Methods: This analysis used data from the Parent and Children Together (PACT) Responsible Fatherhood (RF) Study. The sample included 1,058 fathers who completed a comprehensive survey focused on parenting, relationships, economic stability, and well-being. We measured father's depressive symptoms, our dependent variable, from the Patient Health Questionnaire (PHQ-8) depression scale. We also constructed a binary variable to measure whether the father scored 10 or higher on the PHQ-8 to indicate if the father was at risk of high or moderate depression. Father's employment type was either a regular full or part-time employee, self-employed, temporary employee, or day laborer. The Parenting Stress Index Short Form measured parenting stress, and the Parent-Child Conflict Tactics Scale measured parenting practices. We measured parent involvement by time spent with the child over the past month. Four PACT-RF developed items measured nurturing behavior. Binomial logistic regression was performed to ascertain the effects of employment type, parenting stress, parental involvement, disciplinary practices (independent variables) on fathers’ depressive symptomology. One-way ANOVA was used to determine differences among fathers’ depression scores and employment type.

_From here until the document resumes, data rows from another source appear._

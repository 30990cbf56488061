// SPDX-License-Identifier: MIT OR Apache-2.0
//! Validation diagnostics and the aggregate report.
//!
//! Every diagnostic carries an enumerated code; message text is for
//! authors, never for program logic. Errors block publishing, warnings
//! are advisory only.

use crate::stats::AdventureStats;
use adventure_forge_graph::NodeId;
use serde::{Deserialize, Serialize};

/// Codes for diagnostics that block publishing
#[derive(Debug, Clone, Copy, PartialEq, Eq, Hash, Serialize, Deserialize)]
#[serde(rename_all = "SCREAMING_SNAKE_CASE")]
pub enum ErrorCode {
    /// No start node is set, or it references a missing node
    NoStartNode,
    /// The graph has no victory node
    NoVictoryPath,
    /// The graph has no failure node
    NoFailurePath,
    /// A victory node is not reachable from the start node
    UnreachableVictory,
    /// A non-start node is referenced by no connection
    OrphanNode,
    /// Node title is blank
    EmptyTitle,
    /// Decision node has no choices
    NoChoices,
    /// Required text is blank (e.g. a choice's text)
    EmptyContent,
    /// Challenge difficulty outside the 3-18 range
    InvalidDifficulty,
    /// Combat node has no enemies
    NoEnemies,
    /// Check node's condition value is blank or out of range
    MissingCheckValue,
}

/// Codes for advisory diagnostics
#[derive(Debug, Clone, Copy, PartialEq, Eq, Hash, Serialize, Deserialize)]
#[serde(rename_all = "SCREAMING_SNAKE_CASE")]
pub enum WarningCode {
    /// Estimated play time is below a single-session minimum
    ShortAdventure,
    /// Node content is under the readability minimum
    ShortContent,
    /// Challenge difficulty of 16+ is very hard
    HighDifficulty,
    /// A required output port has no outgoing connection yet
    UnconnectedPort,
}

/// A publish-blocking diagnostic
#[derive(Debug, Clone, PartialEq, Serialize, Deserialize)]
pub struct ValidationError {
    /// Enumerated code; the primary signal
    pub code: ErrorCode,
    /// Author-facing description
    pub message: String,
    /// Node to navigate to in the editor, when applicable
    pub node_id: Option<NodeId>,
    /// Offending field on that node, when applicable
    pub field: Option<String>,
}

impl ValidationError {
    /// Create an error diagnostic
    pub fn new(code: ErrorCode, message: impl Into<String>) -> Self {
        Self {
            code,
            message: message.into(),
            node_id: None,
            field: None,
        }
    }

    /// Anchor the diagnostic to a node
    pub fn with_node(mut self, node_id: NodeId) -> Self {
        self.node_id = Some(node_id);
        self
    }

    /// Anchor the diagnostic to a field
    pub fn with_field(mut self, field: impl Into<String>) -> Self {
        self.field = Some(field.into());
        self
    }
}

/// An advisory diagnostic
#[derive(Debug, Clone, PartialEq, Serialize, Deserialize)]
pub struct ValidationWarning {
    /// Enumerated code; the primary signal
    pub code: WarningCode,
    /// Author-facing description
    pub message: String,
    /// Node to navigate to in the editor, when applicable
    pub node_id: Option<NodeId>,
    /// Offending field on that node, when applicable
    pub field: Option<String>,
}

impl ValidationWarning {
    /// Create a warning diagnostic
    pub fn new(code: WarningCode, message: impl Into<String>) -> Self {
        Self {
            code,
            message: message.into(),
            node_id: None,
            field: None,
        }
    }

    /// Anchor the diagnostic to a node
    pub fn with_node(mut self, node_id: NodeId) -> Self {
        self.node_id = Some(node_id);
        self
    }

    /// Anchor the diagnostic to a field
    pub fn with_field(mut self, field: impl Into<String>) -> Self {
        self.field = Some(field.into());
        self
    }
}

/// Diagnostics for a single node, as returned by
/// [`validate_node`](crate::validation::validate_node)
#[derive(Debug, Clone, Default, PartialEq, Serialize, Deserialize)]
pub struct NodeDiagnostics {
    /// Publish-blocking findings
    pub errors: Vec<ValidationError>,
    /// Advisory findings
    pub warnings: Vec<ValidationWarning>,
}

impl NodeDiagnostics {
    /// Whether no errors were found (warnings do not count)
    pub fn is_clean(&self) -> bool {
        self.errors.is_empty()
    }
}

/// The complete validation result consumed by the publishing flow
#[derive(Debug, Clone, PartialEq, Serialize, Deserialize)]
pub struct ValidationReport {
    /// Whether the graph has no errors
    pub is_valid: bool,
    /// Whether publishing may proceed; equals [`Self::is_valid`], kept as
    /// a distinct field because the publishing flow gates on it by name
    pub can_publish: bool,
    /// Publish-blocking findings, in check order
    pub errors: Vec<ValidationError>,
    /// Advisory findings, in check order
    pub warnings: Vec<ValidationWarning>,
    /// Aggregate graph statistics
    pub stats: AdventureStats,
}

Results: Most fathers were Black (80%), an average age of 35 years old, and on average, a father to three children. We found that the father’s depression risk was significantly correlated with employment type (B=1.23, p=.028), parenting stress (B=.752, p=.001), parent involvement (B=1.14, p=.034), and nurturing behaviors (B=.769, p=.038). Using a one-way ANOVA, we found that depression scores significantly differed between father’s type of employment, Welch’s F (3, 5.8, p=.001). Depression scores increased from full/part-time employed (3.8 ± .1) to temporary employed (3.9 ± .4) to day laborers (4.8 ±- .5) to the self-employed group (5.0 ± .3). Games-Howell's post hoc analysis revealed that the increase in depression scores from full/part-time employment to self-employed, 1.2 (95% CI, .45 to 1.9), was statistically significant (p=.001).
Conclusions: Our findings suggest that employment type can influence depressive symptomology. Specifically, our model indicated that self-employed fathers were 1.2 times more likely to have high or moderate depression. Given the known structural barriers Black men face to labor-market success, programs focused on helping fathers must consider how precarious work, in particular self-employment, could influence fathers' mental health and parenting practices. Targeted efforts to support self-employed fathers and reduce occupational stressors may be warranted to improve fatherhood engagement.